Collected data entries
·····
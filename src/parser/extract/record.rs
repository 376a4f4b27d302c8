use serde::Serialize;

use super::donors::DonorProfile;
use super::entities::{Entities, EntitySet};
use super::pdf_data::PdfRecord;

/// Everything extracted from one page. Field names are the persisted JSON contract.
#[derive(Debug, Clone, Serialize)]
pub struct ResultRecord {
    #[serde(rename = "Emails")]
    pub emails: EntitySet,
    #[serde(rename = "Phones")]
    pub phones: EntitySet,
    #[serde(rename = "Addresses")]
    pub addresses: EntitySet,
    #[serde(rename = "Donations")]
    pub donations: EntitySet,
    #[serde(rename = "PDFLinks")]
    pub pdf_links: Vec<String>,
    #[serde(rename = "PDFData")]
    pub pdf_data: Vec<PdfRecord>,
    #[serde(rename = "RawText")]
    pub raw_text: String,
    #[serde(rename = "Donors")]
    pub donors: Vec<DonorProfile>,
}

impl ResultRecord {
    /// Page-level and PDF-level entities stay in separate buckets; nothing is
    /// deduplicated across them.
    pub fn assemble(
        page: Entities,
        pdf_links: Vec<String>,
        pdf_data: Vec<PdfRecord>,
        raw_text: String,
        donors: Vec<DonorProfile>,
    ) -> Self {
        let Entities {
            emails,
            phones,
            addresses,
            donations,
        } = page;
        ResultRecord {
            emails,
            phones,
            addresses,
            donations,
            pdf_links,
            pdf_data,
            raw_text,
            donors,
        }
    }
}
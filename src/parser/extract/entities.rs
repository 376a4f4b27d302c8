use std::collections::HashSet;
use std::sync::LazyLock;

use regex::Regex;
use serde::Serialize;

use super::patterns::PatternSet;

static PHONE_SEPARATORS_RE: LazyLock<Regex> = LazyLock::new(|| Regex::new(r"[-.\s()]+").unwrap());

/// Insertion-ordered set of strings. Serializes as a plain array.
#[derive(Debug, Clone, Default, Serialize)]
#[serde(transparent)]
pub struct EntitySet {
    items: Vec<String>,
    #[serde(skip)]
    seen: HashSet<String>,
}

impl EntitySet {
    pub fn new() -> Self {
        Self::default()
    }

    /// Appends `value` unless it is already present. Returns whether it was added.
    pub fn insert(&mut self, value: impl Into<String>) -> bool {
        let value = value.into();
        if self.contains(&value) {
            return false;
        }
        self.seen.insert(value.clone());
        self.items.push(value);
        true
    }

    pub fn contains(&self, value: &str) -> bool {
        self.seen.contains(value)
    }

    pub fn len(&self) -> usize {
        self.items.len()
    }

    pub fn is_empty(&self) -> bool {
        self.items.is_empty()
    }

    pub fn as_slice(&self) -> &[String] {
        &self.items
    }
}

impl<S: Into<String>> FromIterator<S> for EntitySet {
    fn from_iter<I: IntoIterator<Item = S>>(iter: I) -> Self {
        let mut set = EntitySet::new();
        for value in iter {
            set.insert(value);
        }
        set
    }
}

impl<S: Into<String>> Extend<S> for EntitySet {
    fn extend<I: IntoIterator<Item = S>>(&mut self, iter: I) {
        for value in iter {
            self.insert(value);
        }
    }
}

/// One `<a href>` element of a page.
#[derive(Debug, Clone, PartialEq, Eq, Serialize)]
pub struct Anchor {
    pub href: String,
    pub text: String,
}

impl Anchor {
    pub fn new(href: impl Into<String>, text: impl Into<String>) -> Self {
        Anchor {
            href: href.into(),
            text: text.into(),
        }
    }
}

#[derive(Debug, Clone, Default, Serialize)]
pub struct Entities {
    pub emails: EntitySet,
    pub phones: EntitySet,
    pub addresses: EntitySet,
    pub donations: EntitySet,
}

impl Entities {
    pub fn total(&self) -> usize {
        self.emails.len() + self.phones.len() + self.addresses.len() + self.donations.len()
    }
}

/// Apply every pattern to `text`, then fold in `mailto:` anchors.
pub fn extract(text: &str, anchors: &[Anchor], patterns: &PatternSet) -> Entities {
    let mut emails: EntitySet = patterns.email.find_all(text).into_iter().collect();
    emails.extend(anchors.iter().filter_map(|a| mailto_address(&a.href)));

    Entities {
        emails,
        phones: patterns
            .phone
            .find_all(text)
            .into_iter()
            .map(normalize_phone)
            .collect(),
        addresses: patterns.address.find_all(text).into_iter().collect(),
        donations: patterns.donation.find_all(text).into_iter().collect(),
    }
}

/// Collapse separator and punctuation runs to single spaces: "(555) 123-4567" → "555 123 4567".
pub fn normalize_phone(raw: &str) -> String {
    PHONE_SEPARATORS_RE.replace_all(raw, " ").trim().to_string()
}

/// Address part of a `mailto:` href, or `None` for any other scheme.
pub fn mailto_address(href: &str) -> Option<String> {
    let href = href.trim();
    let scheme = href.get(..7)?;
    if !scheme.eq_ignore_ascii_case("mailto:") {
        return None;
    }
    let address = href[7..].trim();
    if address.is_empty() {
        None
    } else {
        Some(address.to_string())
    }
}
use std::collections::HashSet;
use std::sync::LazyLock;

use regex::Regex;
use serde::Serialize;

use super::entities::normalize_phone;
use super::patterns::PatternSet;

static LINE_BREAK_RE: LazyLock<Regex> = LazyLock::new(|| Regex::new(r"\r\n|\r|\n").unwrap());

/// Lines searched on each side of a name line.
const WINDOW: usize = 2;
/// Names this short (in chars) never become profiles.
const MAX_REJECTED_NAME_CHARS: usize = 4;

#[derive(Debug, Clone, PartialEq, Eq, Serialize)]
pub struct DonorProfile {
    pub name: String,
    pub emails: Vec<String>,
    pub phones: Vec<String>,
}

impl DonorProfile {
    fn is_keepable(&self) -> bool {
        self.name.chars().count() > MAX_REJECTED_NAME_CHARS
            && (!self.emails.is_empty() || !self.phones.is_empty())
    }
}

/// Contacts already attributed to a profile during one page's scan.
#[derive(Debug, Default)]
struct UsedContacts {
    emails: HashSet<String>,
    phones: HashSet<String>,
}

/// Non-empty trimmed lines, in order.
pub fn split_lines(text: &str) -> Vec<&str> {
    LINE_BREAK_RE
        .split(text)
        .map(str::trim)
        .filter(|l| !l.is_empty())
        .collect()
}

/// Associate each name-like line with unclaimed emails/phones within ±2 lines.
pub fn build_profiles(text: &str, patterns: &PatternSet) -> Vec<DonorProfile> {
    let lines = split_lines(text);
    let mut used = UsedContacts::default();
    let mut profiles = Vec::new();

    for (i, line) in lines.iter().enumerate() {
        let Some(name) = patterns.name.first(line) else {
            continue;
        };

        let start = i.saturating_sub(WINDOW);
        let end = (i + WINDOW).min(lines.len() - 1);

        let mut profile = DonorProfile {
            name: name.to_string(),
            emails: Vec::new(),
            phones: Vec::new(),
        };

        for nearby in &lines[start..=end] {
            for email in patterns.email.find_all(nearby) {
                if used.emails.insert(email.to_string()) {
                    profile.emails.push(email.to_string());
                }
            }
            for phone in patterns.phone.find_all(nearby) {
                let phone = normalize_phone(phone);
                if used.phones.insert(phone.clone()) {
                    profile.phones.push(phone);
                }
            }
        }

        if profile.is_keepable() {
            profiles.push(profile);
        }
    }

    profiles
}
·····
## TASK GOAL
Every line in the data above that includes the word "WINDOW" should be copied.

## WRITTEN SOLUTION
const WINDOW: usize = 2;
        let start = i.saturating_sub(WINDOW);
        let end = (i + WINDOW).min(lines.len() - 1);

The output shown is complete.